- _YOUR ASSIGNMENT_
Locate each line in the records containing "values". Copy it.

=== Begin Enclosure ===

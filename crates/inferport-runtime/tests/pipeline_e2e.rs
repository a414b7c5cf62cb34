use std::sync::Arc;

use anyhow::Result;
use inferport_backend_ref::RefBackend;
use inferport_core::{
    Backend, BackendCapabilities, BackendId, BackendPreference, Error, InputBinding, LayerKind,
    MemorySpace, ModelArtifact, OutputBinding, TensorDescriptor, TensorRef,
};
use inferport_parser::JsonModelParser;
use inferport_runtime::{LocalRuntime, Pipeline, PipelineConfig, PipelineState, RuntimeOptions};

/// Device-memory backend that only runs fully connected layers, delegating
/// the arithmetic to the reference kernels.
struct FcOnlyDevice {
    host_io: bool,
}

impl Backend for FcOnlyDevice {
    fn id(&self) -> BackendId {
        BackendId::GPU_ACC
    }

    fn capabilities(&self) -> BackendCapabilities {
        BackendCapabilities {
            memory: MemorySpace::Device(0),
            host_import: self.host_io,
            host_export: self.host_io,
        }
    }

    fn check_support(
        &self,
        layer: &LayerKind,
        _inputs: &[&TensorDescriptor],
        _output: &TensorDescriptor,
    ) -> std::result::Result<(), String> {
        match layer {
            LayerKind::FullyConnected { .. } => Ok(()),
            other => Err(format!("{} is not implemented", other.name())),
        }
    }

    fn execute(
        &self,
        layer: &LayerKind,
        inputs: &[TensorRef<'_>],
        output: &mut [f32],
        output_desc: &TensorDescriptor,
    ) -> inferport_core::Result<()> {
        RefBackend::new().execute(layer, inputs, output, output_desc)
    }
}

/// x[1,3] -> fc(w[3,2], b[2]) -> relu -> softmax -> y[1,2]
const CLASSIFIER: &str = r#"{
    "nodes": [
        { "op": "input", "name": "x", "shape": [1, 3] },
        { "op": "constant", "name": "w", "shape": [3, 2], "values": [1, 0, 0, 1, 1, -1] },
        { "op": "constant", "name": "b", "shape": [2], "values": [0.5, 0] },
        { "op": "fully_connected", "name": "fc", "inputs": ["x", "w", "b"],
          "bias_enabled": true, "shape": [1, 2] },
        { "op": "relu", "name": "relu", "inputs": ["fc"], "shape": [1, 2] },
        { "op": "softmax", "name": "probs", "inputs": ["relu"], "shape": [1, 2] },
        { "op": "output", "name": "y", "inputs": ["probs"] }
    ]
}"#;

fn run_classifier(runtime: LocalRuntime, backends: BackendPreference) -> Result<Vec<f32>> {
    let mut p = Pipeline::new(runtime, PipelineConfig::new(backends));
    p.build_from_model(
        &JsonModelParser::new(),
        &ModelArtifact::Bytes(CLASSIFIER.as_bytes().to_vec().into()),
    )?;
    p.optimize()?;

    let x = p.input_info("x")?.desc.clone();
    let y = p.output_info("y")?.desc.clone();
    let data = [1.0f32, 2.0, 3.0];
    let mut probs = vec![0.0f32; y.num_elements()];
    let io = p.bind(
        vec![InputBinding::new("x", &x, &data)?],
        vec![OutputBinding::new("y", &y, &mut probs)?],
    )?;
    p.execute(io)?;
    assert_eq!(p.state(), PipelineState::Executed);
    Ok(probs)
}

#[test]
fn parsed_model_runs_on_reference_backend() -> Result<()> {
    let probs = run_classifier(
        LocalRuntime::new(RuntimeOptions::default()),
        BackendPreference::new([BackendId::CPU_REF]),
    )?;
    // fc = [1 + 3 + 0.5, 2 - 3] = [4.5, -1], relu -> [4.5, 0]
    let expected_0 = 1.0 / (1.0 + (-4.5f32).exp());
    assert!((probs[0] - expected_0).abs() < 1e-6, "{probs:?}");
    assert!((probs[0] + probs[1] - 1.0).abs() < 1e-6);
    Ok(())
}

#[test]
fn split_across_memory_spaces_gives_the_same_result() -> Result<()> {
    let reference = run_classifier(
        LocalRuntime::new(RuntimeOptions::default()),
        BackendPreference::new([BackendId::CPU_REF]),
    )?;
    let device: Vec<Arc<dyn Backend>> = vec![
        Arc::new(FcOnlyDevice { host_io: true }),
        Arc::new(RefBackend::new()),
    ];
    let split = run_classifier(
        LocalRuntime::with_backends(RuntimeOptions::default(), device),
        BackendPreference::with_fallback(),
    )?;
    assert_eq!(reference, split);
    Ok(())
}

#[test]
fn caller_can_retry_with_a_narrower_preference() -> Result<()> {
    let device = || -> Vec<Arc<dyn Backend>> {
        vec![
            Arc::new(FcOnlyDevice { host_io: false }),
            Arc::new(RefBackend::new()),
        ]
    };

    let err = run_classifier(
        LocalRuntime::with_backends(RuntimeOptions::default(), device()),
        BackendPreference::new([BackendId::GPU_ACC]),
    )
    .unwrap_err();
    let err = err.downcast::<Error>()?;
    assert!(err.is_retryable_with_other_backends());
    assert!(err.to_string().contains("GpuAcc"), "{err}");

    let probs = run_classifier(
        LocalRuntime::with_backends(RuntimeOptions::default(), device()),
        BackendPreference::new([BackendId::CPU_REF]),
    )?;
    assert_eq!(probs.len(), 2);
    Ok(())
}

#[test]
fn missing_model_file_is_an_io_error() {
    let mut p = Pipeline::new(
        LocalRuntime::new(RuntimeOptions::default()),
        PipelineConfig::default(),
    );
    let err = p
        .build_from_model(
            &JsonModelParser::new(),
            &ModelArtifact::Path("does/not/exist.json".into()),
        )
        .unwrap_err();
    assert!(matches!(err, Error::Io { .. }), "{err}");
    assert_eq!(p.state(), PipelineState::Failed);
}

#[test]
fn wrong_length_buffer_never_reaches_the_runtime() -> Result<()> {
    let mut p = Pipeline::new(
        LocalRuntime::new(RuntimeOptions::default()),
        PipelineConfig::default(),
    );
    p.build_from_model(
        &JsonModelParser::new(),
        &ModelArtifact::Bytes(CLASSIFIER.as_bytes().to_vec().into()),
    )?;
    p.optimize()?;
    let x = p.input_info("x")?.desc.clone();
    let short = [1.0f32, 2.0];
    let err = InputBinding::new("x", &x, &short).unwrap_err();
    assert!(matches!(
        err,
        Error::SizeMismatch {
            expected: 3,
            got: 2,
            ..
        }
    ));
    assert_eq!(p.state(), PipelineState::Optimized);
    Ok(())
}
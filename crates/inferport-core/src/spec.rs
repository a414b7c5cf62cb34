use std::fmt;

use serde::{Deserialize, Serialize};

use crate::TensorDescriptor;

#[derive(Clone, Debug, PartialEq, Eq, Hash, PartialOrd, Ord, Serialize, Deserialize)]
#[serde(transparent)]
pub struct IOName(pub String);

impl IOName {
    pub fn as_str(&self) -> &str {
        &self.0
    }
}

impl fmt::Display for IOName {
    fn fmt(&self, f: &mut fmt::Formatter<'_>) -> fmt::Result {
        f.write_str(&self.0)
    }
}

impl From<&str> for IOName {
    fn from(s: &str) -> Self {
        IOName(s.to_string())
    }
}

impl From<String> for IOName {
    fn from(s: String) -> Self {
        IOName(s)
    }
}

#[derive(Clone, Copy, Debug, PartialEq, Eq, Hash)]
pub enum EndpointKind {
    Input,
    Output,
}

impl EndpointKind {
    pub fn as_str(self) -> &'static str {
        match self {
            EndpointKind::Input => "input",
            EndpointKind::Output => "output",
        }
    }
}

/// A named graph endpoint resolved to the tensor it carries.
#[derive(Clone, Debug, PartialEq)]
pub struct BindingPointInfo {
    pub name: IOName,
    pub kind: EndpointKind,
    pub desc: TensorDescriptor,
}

=== End Enclosure ===
=== Begin Enclosure ===

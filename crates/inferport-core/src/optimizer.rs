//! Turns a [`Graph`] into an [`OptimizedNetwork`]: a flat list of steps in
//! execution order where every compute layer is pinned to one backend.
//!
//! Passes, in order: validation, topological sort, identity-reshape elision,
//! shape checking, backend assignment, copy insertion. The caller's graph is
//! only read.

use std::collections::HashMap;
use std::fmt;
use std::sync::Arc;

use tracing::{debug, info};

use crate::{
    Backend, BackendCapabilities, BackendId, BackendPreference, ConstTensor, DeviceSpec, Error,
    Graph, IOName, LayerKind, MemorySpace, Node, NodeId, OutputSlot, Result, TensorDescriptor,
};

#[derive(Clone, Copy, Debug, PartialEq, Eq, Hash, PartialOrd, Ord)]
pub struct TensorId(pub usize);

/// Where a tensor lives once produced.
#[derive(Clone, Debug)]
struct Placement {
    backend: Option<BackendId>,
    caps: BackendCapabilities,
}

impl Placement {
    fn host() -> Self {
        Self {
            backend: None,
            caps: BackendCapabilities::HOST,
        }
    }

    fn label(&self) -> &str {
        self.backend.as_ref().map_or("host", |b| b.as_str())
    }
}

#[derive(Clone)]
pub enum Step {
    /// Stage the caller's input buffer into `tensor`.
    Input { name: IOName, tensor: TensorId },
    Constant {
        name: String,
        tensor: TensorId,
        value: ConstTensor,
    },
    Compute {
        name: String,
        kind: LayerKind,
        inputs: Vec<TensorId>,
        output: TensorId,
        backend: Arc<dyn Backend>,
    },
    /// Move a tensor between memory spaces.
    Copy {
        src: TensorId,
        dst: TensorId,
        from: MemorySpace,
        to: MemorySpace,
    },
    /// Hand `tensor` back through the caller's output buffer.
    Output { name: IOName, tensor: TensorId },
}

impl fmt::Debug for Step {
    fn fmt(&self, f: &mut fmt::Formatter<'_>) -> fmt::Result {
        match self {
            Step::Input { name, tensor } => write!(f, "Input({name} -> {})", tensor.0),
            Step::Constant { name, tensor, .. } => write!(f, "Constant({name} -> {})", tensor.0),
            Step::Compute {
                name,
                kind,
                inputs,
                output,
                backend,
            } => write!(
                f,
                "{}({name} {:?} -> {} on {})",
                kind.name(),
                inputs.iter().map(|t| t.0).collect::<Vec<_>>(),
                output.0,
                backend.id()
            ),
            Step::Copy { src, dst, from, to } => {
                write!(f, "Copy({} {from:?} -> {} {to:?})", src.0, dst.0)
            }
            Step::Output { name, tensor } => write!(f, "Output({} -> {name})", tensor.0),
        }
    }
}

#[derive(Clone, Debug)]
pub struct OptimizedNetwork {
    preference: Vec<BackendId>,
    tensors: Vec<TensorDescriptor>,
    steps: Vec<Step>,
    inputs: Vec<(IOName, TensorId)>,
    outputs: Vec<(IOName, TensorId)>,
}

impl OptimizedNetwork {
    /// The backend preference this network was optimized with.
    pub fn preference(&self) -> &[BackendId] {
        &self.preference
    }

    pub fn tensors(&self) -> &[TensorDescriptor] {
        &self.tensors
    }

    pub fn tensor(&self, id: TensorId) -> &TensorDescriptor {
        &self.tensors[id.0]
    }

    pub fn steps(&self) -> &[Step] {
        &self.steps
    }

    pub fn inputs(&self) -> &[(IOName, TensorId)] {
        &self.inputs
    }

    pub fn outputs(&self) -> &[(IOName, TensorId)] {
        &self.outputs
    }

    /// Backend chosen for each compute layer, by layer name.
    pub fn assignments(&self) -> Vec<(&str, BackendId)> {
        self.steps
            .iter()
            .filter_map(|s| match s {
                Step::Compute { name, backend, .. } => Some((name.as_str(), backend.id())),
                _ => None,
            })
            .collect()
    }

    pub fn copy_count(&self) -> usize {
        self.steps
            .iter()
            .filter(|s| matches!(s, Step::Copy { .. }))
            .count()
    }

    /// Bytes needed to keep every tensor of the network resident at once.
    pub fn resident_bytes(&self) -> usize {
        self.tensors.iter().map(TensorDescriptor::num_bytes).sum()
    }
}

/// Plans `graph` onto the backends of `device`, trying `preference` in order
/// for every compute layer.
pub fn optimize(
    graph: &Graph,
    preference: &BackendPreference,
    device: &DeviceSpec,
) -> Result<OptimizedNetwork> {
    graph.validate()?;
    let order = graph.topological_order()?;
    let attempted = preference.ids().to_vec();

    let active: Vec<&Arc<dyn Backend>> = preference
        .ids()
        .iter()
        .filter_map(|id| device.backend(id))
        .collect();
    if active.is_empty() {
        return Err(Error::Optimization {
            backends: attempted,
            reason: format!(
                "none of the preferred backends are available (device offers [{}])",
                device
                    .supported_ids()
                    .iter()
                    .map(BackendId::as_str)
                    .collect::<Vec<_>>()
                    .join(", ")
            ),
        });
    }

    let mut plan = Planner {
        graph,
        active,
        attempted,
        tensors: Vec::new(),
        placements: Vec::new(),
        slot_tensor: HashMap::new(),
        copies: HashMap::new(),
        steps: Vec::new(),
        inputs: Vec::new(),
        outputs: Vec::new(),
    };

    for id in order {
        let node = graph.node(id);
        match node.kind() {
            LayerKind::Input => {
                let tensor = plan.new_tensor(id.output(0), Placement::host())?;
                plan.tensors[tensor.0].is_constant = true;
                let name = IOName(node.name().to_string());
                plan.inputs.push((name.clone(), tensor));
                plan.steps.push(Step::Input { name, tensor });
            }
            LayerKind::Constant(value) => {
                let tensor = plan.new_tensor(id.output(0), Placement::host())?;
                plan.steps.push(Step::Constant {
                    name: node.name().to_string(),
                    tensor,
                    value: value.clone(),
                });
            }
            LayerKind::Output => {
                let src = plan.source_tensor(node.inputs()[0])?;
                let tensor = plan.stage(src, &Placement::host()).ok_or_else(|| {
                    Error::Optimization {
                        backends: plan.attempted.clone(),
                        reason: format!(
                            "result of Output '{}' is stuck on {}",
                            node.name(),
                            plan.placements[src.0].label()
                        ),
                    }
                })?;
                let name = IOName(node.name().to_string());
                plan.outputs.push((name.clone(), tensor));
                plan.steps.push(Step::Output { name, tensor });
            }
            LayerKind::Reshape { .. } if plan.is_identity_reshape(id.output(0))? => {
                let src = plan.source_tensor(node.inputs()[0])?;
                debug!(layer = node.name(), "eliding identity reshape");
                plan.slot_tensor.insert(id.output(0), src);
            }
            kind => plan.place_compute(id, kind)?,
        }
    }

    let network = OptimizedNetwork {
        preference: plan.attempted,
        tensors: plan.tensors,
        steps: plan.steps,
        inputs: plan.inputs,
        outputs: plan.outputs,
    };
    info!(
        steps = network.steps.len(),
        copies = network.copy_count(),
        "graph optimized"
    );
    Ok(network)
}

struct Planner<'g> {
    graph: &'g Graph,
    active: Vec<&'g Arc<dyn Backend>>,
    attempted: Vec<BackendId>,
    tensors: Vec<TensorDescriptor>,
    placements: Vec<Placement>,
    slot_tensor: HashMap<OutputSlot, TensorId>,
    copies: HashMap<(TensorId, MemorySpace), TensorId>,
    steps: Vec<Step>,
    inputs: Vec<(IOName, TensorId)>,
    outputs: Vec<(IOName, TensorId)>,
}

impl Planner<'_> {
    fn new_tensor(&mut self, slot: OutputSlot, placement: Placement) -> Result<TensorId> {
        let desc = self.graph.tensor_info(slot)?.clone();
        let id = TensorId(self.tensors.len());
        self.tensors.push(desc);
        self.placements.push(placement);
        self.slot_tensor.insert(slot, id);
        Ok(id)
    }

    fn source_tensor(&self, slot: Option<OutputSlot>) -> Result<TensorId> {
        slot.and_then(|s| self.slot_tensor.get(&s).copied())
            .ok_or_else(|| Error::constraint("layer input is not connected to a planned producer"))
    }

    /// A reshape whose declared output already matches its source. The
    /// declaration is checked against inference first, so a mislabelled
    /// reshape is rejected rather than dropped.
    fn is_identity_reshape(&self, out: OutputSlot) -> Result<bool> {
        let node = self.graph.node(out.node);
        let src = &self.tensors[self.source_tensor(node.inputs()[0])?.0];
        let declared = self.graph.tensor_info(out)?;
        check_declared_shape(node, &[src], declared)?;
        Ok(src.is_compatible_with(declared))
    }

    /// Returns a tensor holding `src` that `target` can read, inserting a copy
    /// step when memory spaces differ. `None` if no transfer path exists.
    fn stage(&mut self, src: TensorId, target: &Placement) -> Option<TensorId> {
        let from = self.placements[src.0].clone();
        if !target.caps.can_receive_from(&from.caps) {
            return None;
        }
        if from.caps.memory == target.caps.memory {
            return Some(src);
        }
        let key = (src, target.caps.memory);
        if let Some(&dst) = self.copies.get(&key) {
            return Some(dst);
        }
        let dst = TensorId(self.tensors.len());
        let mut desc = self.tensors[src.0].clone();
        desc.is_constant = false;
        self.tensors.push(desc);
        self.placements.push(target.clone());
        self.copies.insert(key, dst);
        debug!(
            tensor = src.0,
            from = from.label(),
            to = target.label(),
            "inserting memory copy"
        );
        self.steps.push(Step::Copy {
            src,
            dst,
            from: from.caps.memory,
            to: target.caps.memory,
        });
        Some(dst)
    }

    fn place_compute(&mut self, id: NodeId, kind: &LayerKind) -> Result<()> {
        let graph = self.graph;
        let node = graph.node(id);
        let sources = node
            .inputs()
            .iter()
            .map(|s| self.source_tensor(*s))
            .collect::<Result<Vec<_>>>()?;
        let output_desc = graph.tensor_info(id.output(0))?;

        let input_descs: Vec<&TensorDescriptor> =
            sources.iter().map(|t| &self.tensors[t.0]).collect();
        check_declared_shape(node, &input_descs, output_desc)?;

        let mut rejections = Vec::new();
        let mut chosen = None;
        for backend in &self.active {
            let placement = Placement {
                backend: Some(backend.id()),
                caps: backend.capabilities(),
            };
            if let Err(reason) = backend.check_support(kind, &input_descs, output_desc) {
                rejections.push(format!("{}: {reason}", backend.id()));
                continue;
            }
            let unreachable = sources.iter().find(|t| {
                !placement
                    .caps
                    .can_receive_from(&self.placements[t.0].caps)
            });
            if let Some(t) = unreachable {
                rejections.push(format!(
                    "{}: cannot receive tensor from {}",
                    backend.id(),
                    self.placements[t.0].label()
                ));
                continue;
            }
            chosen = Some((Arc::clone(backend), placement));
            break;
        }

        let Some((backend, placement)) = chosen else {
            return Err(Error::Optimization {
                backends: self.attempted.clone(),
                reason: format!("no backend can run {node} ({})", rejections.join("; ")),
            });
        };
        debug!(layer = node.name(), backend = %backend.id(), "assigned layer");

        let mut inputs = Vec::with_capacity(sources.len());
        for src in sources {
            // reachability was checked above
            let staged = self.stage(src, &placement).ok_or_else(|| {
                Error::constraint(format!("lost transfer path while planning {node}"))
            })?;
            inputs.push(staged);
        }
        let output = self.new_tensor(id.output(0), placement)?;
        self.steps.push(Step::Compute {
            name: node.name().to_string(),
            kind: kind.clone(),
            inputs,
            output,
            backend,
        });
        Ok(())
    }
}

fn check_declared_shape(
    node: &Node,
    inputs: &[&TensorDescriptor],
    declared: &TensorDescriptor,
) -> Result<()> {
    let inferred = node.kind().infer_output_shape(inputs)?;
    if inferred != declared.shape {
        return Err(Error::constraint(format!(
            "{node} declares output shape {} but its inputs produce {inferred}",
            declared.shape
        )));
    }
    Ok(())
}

=== End Enclosure ===

- _ANSWER TO THIS EXERCISE_
        { "op": "constant", "name": "w", "shape": [3, 2], "values": [1, 0, 0, 1, 1, -1] },
        { "op": "constant", "name": "b", "shape": [2], "values": [0.5, 0] },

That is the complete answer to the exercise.